Right now, the U.S. suffers from one of the highest corporate tax rates in the world. While the European Union has been cutting business taxes -- the average for EU countries is now only 27 percent -- the U.S. is stuck with a 40 percent corporate income-tax rate. Booming Ireland boasts a corporate rate of only 10 percent. Even France’s rate comes in lower than the U.S. rate.
What’s more, our companies are double-taxed on the profits they make in the U.S. and abroad. Not so in Europe. Across the Atlantic, companies are spared this burden through tax rebates. This disparity not only reduces our competitiveness, it forces our companies to leave profits sitting idly overseas.

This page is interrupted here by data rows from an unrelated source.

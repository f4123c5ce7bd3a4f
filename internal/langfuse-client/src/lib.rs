//! Langfuse public API client.
//!
//! This crate provides a typed client for the parts of the Langfuse API used to
//! evaluate agents against datasets: reading datasets, dataset run items and
//! traces, writing score configs, scores and dataset run item links, and
//! batching trace records through the ingestion endpoint.
//!
//! # Example
//!
//! ```no_run
//! use langfuse_client::{LangfuseClient, CreateScoreRequest};
//! use url::Url;
//!
//! # async fn example() -> Result<(), langfuse_client::LangfuseError> {
//! let client = LangfuseClient::builder()
//!     .base_url(Url::parse("https://cloud.langfuse.com")?)
//!     .public_key("pk-lf-...")
//!     .secret_key("sk-lf-...")
//!     .build()?;
//!
//! let trace = client.get_trace("4bf92f3577b34da6a3ce929d0e0e4736").await?;
//! client
//!     .create_score(&CreateScoreRequest {
//!         name: "tool_usage".to_string(),
//!         value: 1.0,
//!         trace_id: trace.id,
//!         comment: None,
//!         data_type: None,
//!     })
//!     .await?;
//! # Ok(())
//! # }
//! ```

mod client;
mod error;
mod types;

pub use client::{LangfuseClient, LangfuseClientBuilder};
pub use error::LangfuseError;
pub use types::{
    CreateDatasetRunItemRequest, CreateScoreConfigRequest, CreateScoreRequest,
    CreateScoreResponse, Dataset, DatasetItem, DatasetRunItem, IngestionBatch, IngestionError,
    IngestionEvent, IngestionResponse, IngestionSuccess, ListDatasetRunItemsParams, Observation,
    PageMeta, Paginated, ScoreConfigOutcome, ScoreDataType, Trace, TraceBody,
};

Here’s a good idea, courtesy of Loews CEO James Tisch: Reduce the corporate capital-gains tax rate from 35 percent to 15 percent. Mr. Tisch correctly believes that this would unlock hundreds of billions of languishing corporate asset dollars, injecting new oxygen into the corporate bloodstream. It’s a move that would pay for itself by unleashing a flood of new businesses and jobs, along with a tidal wave of new tax receipts. France and Germany have virtually no capital-gains taxes.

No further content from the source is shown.